Der Oberste Gerichtshof hat am 18.November 1992 durch den Senatspräsidenten des Obersten Gerichtshofes Dr.Kießwetter als Vorsitzenden sowie durch die Hofräte des Obersten Gerichtshofes Dr.Hörburger, Dr.Kuch, Dr.Massauer und Dr.Schindler als weitere Richter, in Gegenwart der Richteramtsanwärterin Mag.Schneider als Schriftführerin in der Strafsache gegen Yat Sun T***** und einen anderen Angeklagten wegen des Verbrechens nach dem § 12 Abs. 1 und 3 Z 3 SuchtgiftG und dem § 15 StGB über die Nichtigkeitsbeschwerde des Zollamtes K***** sowie über die Berufung der Staatsanwaltschaft gegen das Urteil des Landesgerichtes Klagenfurt als Schöffengericht vom 26. Februar 1992, GZ 10 Vr 2188/91-31, nach öffentlicher Verhandlung in Anwesenheit des Vertreters des Generalprokurators, des Generalanwaltes Dr.Kodek, und der Verteidiger Dr.Willenig und Dr.Weissborn, jedoch in Abwesenheit der Angeklagten zu Recht erkannt:

Spruch

Der Nichtigkeitsbeschwerde wird Folge gegeben, das angefochtene Urteil, das im übrigen unberührt bleibt, in der Unterlassung der Beurteilung der Tat auch nach dem Finanzstrafgesetz aufgehoben und es wird die Sache zu neuer Verhandlung und Entscheidung im Umfang der Aufhebung an das Erstgericht zurückverwiesen.

Der Berufung der Staatsanwaltschaft wird teilweise Folge gegeben und es werden die über die Angeklagten Yat Sun T***** und Chi Tak L***** verhängten Freiheitsstrafen auf jeweils 4 (vier) Jahre erhöht. Im übrigen wird der Berufung nicht Folge gegeben.

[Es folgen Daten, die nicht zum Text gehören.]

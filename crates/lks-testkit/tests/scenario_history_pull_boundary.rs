//! Scenario: history pull stops at the newest known record.
//!
//! # Invariants under test
//! - The first pull pages backwards through the whole log.
//! - A later pull inserts every newer record and never the known one; it
//!   stops paging as soon as the known record shows up.
//! - A failed page inserts nothing and reports `false`.
//! - A lock that is no longer Locked and has nothing left to replay is
//!   deactivated by the pull.

use std::sync::Arc;

use lks_db::Repository;
use lks_schemas::{LockStatus, LogType};
use lks_sync::ProcessorOptions;
use lks_testkit::{log, Harness, LockBuilder, RecordingHandler};

fn small_pages() -> Harness {
    Harness::with_options(ProcessorOptions {
        keyholder_page_size: 50,
        history_page_size: 2,
    })
}

#[tokio::test]
async fn known_record_is_the_boundary() -> anyhow::Result<()> {
    let h = small_pages();
    h.api.insert_keyholder_lock(LockBuilder::keyholder("l1").build())?;
    for i in 1..=5 {
        h.api.push_history(log(&format!("h{i}"), "l1", LogType::LockFrozen, i))?;
    }
    h.refresh().await?;

    assert!(h.processor.update_lock_history("l1", &h.cred).await?);
    assert_eq!(h.repo.all_history()?.len(), 5);
    assert_eq!(h.api.calls_for("lock_history")?.len(), 3);

    h.api.clear_calls()?;
    h.api.push_history(log("h6", "l1", LogType::LockUnfrozen, 6))?;
    h.api.push_history(log("h7", "l1", LogType::LockFrozen, 7))?;
    h.api.push_history(log("h8", "l1", LogType::LockUnfrozen, 8))?;

    let report = h.processor.bulk_update_lock_history(&h.cred, None).await?;
    // no handler: nothing pulled in bulk
    assert_eq!(report.locks_pulled, 0);

    h.processor
        .register_lock_handler("l1", &h.cred, Arc::new(RecordingHandler::new("rec")))?;
    let report = h.processor.bulk_update_lock_history(&h.cred, None).await?;
    assert_eq!(report.locks_pulled, 1);
    assert_eq!(report.inserted, 3);

    // pages [h8 h7] [h6 h5]; h5 is known, so paging stops there
    assert_eq!(h.api.calls_for("lock_history")?.len(), 2);
    let ids: Vec<String> = h.repo.all_history()?.into_iter().map(|e| e.id).collect();
    assert_eq!(ids, vec!["h1", "h2", "h3", "h4", "h5", "h6", "h7", "h8"]);
    Ok(())
}

#[tokio::test]
async fn failed_page_inserts_nothing() -> anyhow::Result<()> {
    let h = small_pages();
    h.api.insert_keyholder_lock(LockBuilder::keyholder("l1").build())?;
    for i in 1..=3 {
        h.api.push_history(log(&format!("h{i}"), "l1", LogType::LockFrozen, i))?;
    }
    h.refresh().await?;

    h.api.fail_with_status("lock_history", "l1", 500)?;
    assert!(!h.processor.update_lock_history("l1", &h.cred).await?);
    assert!(h.repo.all_history()?.is_empty());

    h.api.clear_faults()?;
    assert!(h.processor.update_lock_history("l1", &h.cred).await?);
    assert_eq!(h.repo.all_history()?.len(), 3);
    Ok(())
}

#[tokio::test]
async fn unlocked_lock_without_pending_history_is_deactivated() -> anyhow::Result<()> {
    let h = small_pages();
    h.api.insert_lock(LockBuilder::wearer("l1").status(LockStatus::Unlocked).build())?;
    h.refresh().await?;
    let cid = h.cid();
    assert!(h.repo.snapshot("l1", &cid).await?.map(|s| s.is_active).unwrap_or(false));

    assert!(h.processor.update_lock_history("l1", &h.cred).await?);
    assert!(!h.repo.snapshot("l1", &cid).await?.map(|s| s.is_active).unwrap_or(true));
    Ok(())
}

#[tokio::test]
async fn unlocked_lock_with_pending_history_stays_active() -> anyhow::Result<()> {
    let h = small_pages();
    h.api.insert_lock(LockBuilder::wearer("l1").unlocked().build())?;
    h.api.push_history(log("h1", "l1", LogType::Unlocked, 1))?;
    h.refresh().await?;
    let cid = h.cid();

    assert!(h.processor.update_lock_history("l1", &h.cred).await?);
    assert!(h.repo.snapshot("l1", &cid).await?.map(|s| s.is_active).unwrap_or(false));
    Ok(())
}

Gemäß dem § 390 a StPO fallen den Angeklagten auch die Kosten des Rechtsmittelverfahrens zur Last.

Text

Gründe:

Yat Sun T***** und Chi Tak L***** wurden vom Landesgericht Klagenfurt des Verbrechens nach dem § 12 Abs 1 und 3 Z 3 SuchtgiftG, teilweise auch nach dem § 15 StGB schuldig erkannt, weil sie im bewußten und gewollten Zusammenwirken entgegen den bestehenden Vorschriften Suchtgift in einer die große Menge des § 12 Abs 1 SuchtgiftG um mehr als das 25-fache übersteigenden Menge, nämlich 1.752 Gramm Heroin mit einem reinen Heroinbaseanteil von zumindest 1.251 Gramm am 4.Dezember 1991 bei Gmünd, Niederösterreich, nach Österreich eingeführt (Punkt 1. des Schuldspruchs) und am 5.Dezember 1991 beim Zollamt Arnoldstein-Bahnhof aus Österreich auszuführen versucht haben (2.), indem sie es in doppelten Böden ihrer Reisetaschen versteckt hielten.

Rechtliche Beurteilung

Dieser Schuldspruch nach dem Suchtgiftgesetz ist nach Rückziehung der von der Staatsanwaltschaft erhobenen Nichtigkeitsbeschwerde in Rechtskraft erwachsen. Das Zollamt Klagenfurt (das am Verfahren wegen Unterbleibens einer Verständigung nicht beteiligt gewesen war) bekämpft (nach der vom Obersten Gerichtshof veranlaßten Zustellung einer Urteilsausfertigung) den Schuldspruch wegen Fehlens einer Verurteilung auch wegen des Finanzvergehens des Schmuggels nach dem § 35 Abs 1 FinStrG mit auf den § 281 Abs 1 Z 10 StPO gestützter Nichtigkeitsbeschwerde.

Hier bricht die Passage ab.